Recent Irish research aimed to assess the prevalence of chemsex, associated behaviours and STIs among attendees at Ireland’s only MSM-specific sexual health clinic in Dublin, over a six-week period in 2016.2 In this study, published in the International Journal of Drugs Policy, a questionnaire was used to collect demographic data, information on sexuality and sexual practice, self-reported history of treatment for STIs, and chemsex use. Key variables independently associated with treatment for STIs over the previous 12 months were identified using multivariable logistic regression.
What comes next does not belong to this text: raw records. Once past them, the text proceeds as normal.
// SPDX-License-Identifier: Apache-2.0
// © James Ross Ω FLYING•ROBOTS <https://github.com/flyingrobots>
//! Shape algebra.
//!
//! A [`Schema`] owns labelled shape declarations. Every [`Node`] in every
//! declaration carries a [`NodeHandle`] assigned in pre-order when the schema
//! is built, which is the identity the lens memoizes segments by.
use rustc_hash::FxHashMap;
use shexmap_core::{EdgeSpec, NamedNode, NodeHandle, PrefixMap, Repeat, ShapeSchema, Term};
use thiserror::Error;

/// Errors raised while assembling a schema.
#[derive(Debug, Error)]
pub enum SchemaError {
    /// Two declarations share a label.
    #[error("shape {0} declared twice")]
    DuplicateShape(NamedNode),
    /// A shape reference names no declaration.
    #[error("reference to undeclared shape {0}")]
    UnknownReference(NamedNode),
    /// A token in a schema document did not resolve.
    #[error("cannot resolve `{token}`: {source}")]
    Iri {
        /// Token as written.
        token: String,
        /// Resolution failure.
        #[source]
        source: shexmap_core::IriError,
    },
    /// A value-set literal carries an invalid language tag.
    #[error("invalid language tag `{tag}`: {reason}")]
    Language {
        /// Tag as written.
        tag: String,
        /// Parser message.
        reason: String,
    },
    /// Unrecognised node kind keyword.
    #[error("unknown node kind `{0}`")]
    UnknownNodeKind(String),
    /// JSON document could not be read.
    #[error("json: {0}")]
    Json(#[from] serde_json::Error),
    /// YAML document could not be read.
    #[error("yaml: {0}")]
    Yaml(#[from] serde_yaml::Error),
}

/// Kind of term a node constraint admits.
#[derive(Debug, Clone, Copy, PartialEq, Eq)]
pub enum TermKind {
    /// Named nodes only.
    Iri,
    /// Blank nodes only.
    BNode,
    /// Literals only.
    Literal,
    /// Anything but literals.
    NonLiteral,
}

impl TermKind {
    /// True when `term` is of this kind.
    pub fn admits(self, term: &Term) -> bool {
        match self {
            Self::Iri => matches!(term, Term::NamedNode(_)),
            Self::BNode => matches!(term, Term::BlankNode(_)),
            Self::Literal => matches!(term, Term::Literal(_)),
            Self::NonLiteral => !matches!(term, Term::Literal(_)),
        }
    }
}

/// Value test applied to a single term.
#[derive(Debug, Clone, Default, PartialEq, Eq)]
pub struct NodeConstraint {
    /// Required term kind.
    pub kind: Option<TermKind>,
    /// Required literal datatype.
    pub datatype: Option<NamedNode>,
    /// Allowed values; empty means any.
    pub values: Vec<Term>,
}

impl NodeConstraint {
    /// Checks `term`; the error names the failing facet.
    pub fn check(&self, term: &Term) -> Result<(), String> {
        if let Some(kind) = self.kind {
            if !kind.admits(term) {
                return Err(format!("{term} is not {kind:?}"));
            }
        }
        if let Some(datatype) = &self.datatype {
            let admitted = match term {
                Term::Literal(lit) => lit.datatype() == datatype.as_ref(),
                _ => false,
            };
            if !admitted {
                return Err(format!("{term} is not of datatype {datatype}"));
            }
        }
        if !self.values.is_empty() && !self.values.contains(term) {
            return Err(format!("{term} is not in the value set"));
        }
        Ok(())
    }
}

/// Arc constraint: one predicate, a cardinality and an optional value test.
#[derive(Debug, Clone, PartialEq, Eq)]
pub struct TripleConstraint {
    /// Arc label.
    pub predicate: NamedNode,
    /// Arc points at the focus instead of away from it.
    pub inverse: bool,
    /// Minimum number of matching arcs.
    pub min: u32,
    /// Maximum number of matching arcs; `None` is unbounded.
    pub max: Option<u32>,
    /// Test for the far end of each arc.
    pub value: Option<Box<Node>>,
    /// Semantic actions run per matched arc.
    pub sem_acts: Vec<Node>,
}

impl TripleConstraint {
    /// `predicate` exactly once, no value test.
    pub fn new(predicate: NamedNode) -> Self {
        Self {
            predicate,
            inverse: false,
            min: 1,
            max: Some(1),
            value: None,
            sem_acts: Vec::new(),
        }
    }

    /// Sets the cardinality.
    pub fn card(mut self, min: u32, max: Option<u32>) -> Self {
        self.min = min;
        self.max = max;
        self
    }

    /// Marks the arc as inverse.
    pub fn inverse(mut self) -> Self {
        self.inverse = true;
        self
    }

    /// Sets the value test.
    pub fn value(mut self, value: Node) -> Self {
        self.value = Some(Box::new(value));
        self
    }

    /// Appends a semantic action.
    pub fn act(mut self, sem_act: Node) -> Self {
        self.sem_acts.push(sem_act);
        self
    }
}

/// Shape body.
#[derive(Debug, Clone, Default, PartialEq, Eq)]
pub struct Shape {
    /// Triple expression the focus neighbourhood must match.
    pub expression: Option<Box<Node>>,
    /// Semantic actions run once the shape matched.
    pub sem_acts: Vec<Node>,
    /// Reject outgoing arcs not consumed by the expression.
    pub closed: bool,
}

/// Semantic action: an extension IRI and its code text.
#[derive(Debug, Clone, PartialEq, Eq)]
pub struct SemAct {
    /// Extension IRI.
    pub name: NamedNode,
    /// Action body, for the map extension a tag token.
    pub code: Option<String>,
}

/// Node payload.
#[derive(Debug, Clone, PartialEq, Eq)]
pub enum NodeKind {
    /// Shape with a triple expression.
    Shape(Shape),
    /// All sub-expressions must match.
    EachOf(Vec<Node>),
    /// Exactly the first matching sub-expression is used.
    OneOf(Vec<Node>),
    /// Arc constraint.
    TripleConstraint(TripleConstraint),
    /// Term test.
    NodeConstraint(NodeConstraint),
    /// Reference to a declared shape.
    ShapeRef(NamedNode),
    /// Semantic action.
    SemAct(SemAct),
}

/// Constraint node with its schema-assigned handle.
#[derive(Debug, Clone, PartialEq, Eq)]
pub struct Node {
    handle: NodeHandle,
    kind: NodeKind,
}

impl Node {
    /// Unnumbered node; [`Schema::new`] assigns the handle.
    pub fn new(kind: NodeKind) -> Self {
        Self {
            handle: NodeHandle(0),
            kind,
        }
    }

    /// Shape wrapping `expression`.
    pub fn shape(expression: Node) -> Self {
        Self::new(NodeKind::Shape(Shape {
            expression: Some(Box::new(expression)),
            ..Shape::default()
        }))
    }

    /// Conjunction.
    pub fn each_of(items: Vec<Node>) -> Self {
        Self::new(NodeKind::EachOf(items))
    }

    /// Ordered choice.
    pub fn one_of(items: Vec<Node>) -> Self {
        Self::new(NodeKind::OneOf(items))
    }

    /// Arc constraint.
    pub fn triple(tc: TripleConstraint) -> Self {
        Self::new(NodeKind::TripleConstraint(tc))
    }

    /// Term test.
    pub fn constraint(nc: NodeConstraint) -> Self {
        Self::new(NodeKind::NodeConstraint(nc))
    }

    /// Literal of the given datatype.
    pub fn datatype(datatype: NamedNode) -> Self {
        Self::constraint(NodeConstraint {
            datatype: Some(datatype),
            ..NodeConstraint::default()
        })
    }

    /// Reference to a declared shape.
    pub fn reference(label: NamedNode) -> Self {
        Self::new(NodeKind::ShapeRef(label))
    }

    /// Semantic action for `name` with body `code`.
    pub fn sem_act(name: NamedNode, code: impl Into<String>) -> Self {
        Self::new(NodeKind::SemAct(SemAct {
            name,
            code: Some(code.into()),
        }))
    }

    /// Schema-assigned handle.
    pub fn handle(&self) -> NodeHandle {
        self.handle
    }

    /// Payload.
    pub fn kind(&self) -> &NodeKind {
        &self.kind
    }

    fn children(&self) -> Vec<&Node> {
        match &self.kind {
            NodeKind::Shape(shape) => shape
                .expression
                .as_deref()
                .into_iter()
                .chain(&shape.sem_acts)
                .collect(),
            NodeKind::EachOf(items) | NodeKind::OneOf(items) => items.iter().collect(),
            NodeKind::TripleConstraint(tc) => {
                tc.value.as_deref().into_iter().chain(&tc.sem_acts).collect()
            }
            NodeKind::NodeConstraint(_) | NodeKind::ShapeRef(_) | NodeKind::SemAct(_) => Vec::new(),
        }
    }

    fn number(&mut self, next: &mut u32) {
        self.handle = NodeHandle(*next);
        *next += 1;
        match &mut self.kind {
            NodeKind::Shape(shape) => {
                if let Some(expr) = shape.expression.as_deref_mut() {
                    expr.number(next);
                }
                for act in &mut shape.sem_acts {
                    act.number(next);
                }
            }
            NodeKind::EachOf(items) | NodeKind::OneOf(items) => {
                for item in items {
                    item.number(next);
                }
            }
            NodeKind::TripleConstraint(tc) => {
                if let Some(value) = tc.value.as_deref_mut() {
                    value.number(next);
                }
                for act in &mut tc.sem_acts {
                    act.number(next);
                }
            }
            NodeKind::NodeConstraint(_) | NodeKind::ShapeRef(_) | NodeKind::SemAct(_) => {}
        }
    }

    fn references<'a>(&'a self, out: &mut Vec<&'a NamedNode>) {
        if let NodeKind::ShapeRef(label) = &self.kind {
            out.push(label);
        }
        for child in self.children() {
            child.references(out);
        }
    }
}

/// Labelled shape declaration.
#[derive(Debug, Clone, PartialEq, Eq)]
pub struct ShapeDecl {
    /// Declaration label.
    pub label: NamedNode,
    /// Declared shape expression.
    pub expr: Node,
}

/// Set of shape declarations plus the prefix table they were written with.
#[derive(Debug, Clone)]
pub struct Schema {
    decls: Vec<ShapeDecl>,
    index: FxHashMap<NamedNode, usize>,
    prefixes: PrefixMap,
}

impl Schema {
    /// Builds a schema, numbering every node in declaration pre-order.
    ///
    /// Fails on duplicate labels and on references to undeclared shapes.
    pub fn new(prefixes: PrefixMap, decls: Vec<ShapeDecl>) -> Result<Self, SchemaError> {
        let mut decls = decls;
        let mut index = FxHashMap::default();
        let mut next = 0;
        for (i, decl) in decls.iter_mut().enumerate() {
            if index.insert(decl.label.clone(), i).is_some() {
                return Err(SchemaError::DuplicateShape(decl.label.clone()));
            }
            decl.expr.number(&mut next);
        }
        let mut refs = Vec::new();
        for decl in &decls {
            decl.expr.references(&mut refs);
        }
        if let Some(missing) = refs.into_iter().find(|r| !index.contains_key(*r)) {
            return Err(SchemaError::UnknownReference(missing.clone()));
        }
        Ok(Self {
            decls,
            index,
            prefixes,
        })
    }

    /// Declarations in order.
    pub fn decls(&self) -> &[ShapeDecl] {
        &self.decls
    }

    /// Declaration for `label`.
    pub fn decl(&self, label: &NamedNode) -> Option<&ShapeDecl> {
        self.index.get(label).and_then(|i| self.decls.get(*i))
    }
}

impl ShapeSchema for Schema {
    type Node = Node;

    fn find(&self, label: &NamedNode) -> Option<&Node> {
        self.decl(label).map(|decl| &decl.expr)
    }

    fn handle(&self, node: &Node) -> NodeHandle {
        node.handle
    }

    fn operands<'a>(&'a self, node: &'a Node) -> Vec<&'a Node> {
        match &node.kind {
            NodeKind::ShapeRef(label) => self.find(label).into_iter().collect(),
            _ => node.children(),
        }
    }

    fn tagged_action<'a>(&'a self, node: &'a Node, extension: &NamedNode) -> Option<&'a str> {
        match &node.kind {
            NodeKind::SemAct(act) if &act.name == extension => act.code.as_deref().map(str::trim),
            _ => None,
        }
    }

    fn edge(&self, node: &Node) -> Option<EdgeSpec> {
        match &node.kind {
            NodeKind::TripleConstraint(tc) => Some(EdgeSpec {
                predicate: tc.predicate.clone(),
                inverse: tc.inverse,
                max: Repeat::from_max(tc.max),
            }),
            _ => None,
        }
    }

    fn prefixes(&self) -> &PrefixMap {
        &self.prefixes
    }
}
Ninety-four per cent of attendees who were asked to take part in the study completed the questionnaire.

Among the findings, the study authors highlighted the following:

  • One in four (27%) reported engaging in chemsex within the previous 12 months.
  • One-half had taken two drugs on their last chemsex occasion.
  • One in five (23%) reported that they or their partners had lost consciousness as a result of chemsex.
  • One in four (25%) reported that chemsex was impacting negatively on their lives and almost one-third (31%) reported that they would like help or advice about chemsex.

It was also found that those engaging in chemsex were more likely to have had more sexual partners (p<0.001), more partners for anal intercourse (p<0.001) and to have had anal intercourse without a condom (p=0.041). They were also more likely to report having been treated for gonorrhoea over the previous 12 months (adjusted OR: 2.03, 95% CI 1.19–3.46, p=0.009). Overall, 6% of participants reported that they had ever been diagnosed with HIV, though no significant difference was seen in the proportion of respondents who reported having been diagnosed with HIV according to whether they reported that they had (8%) or had not (5%) engaged in chemsex (p=0.097).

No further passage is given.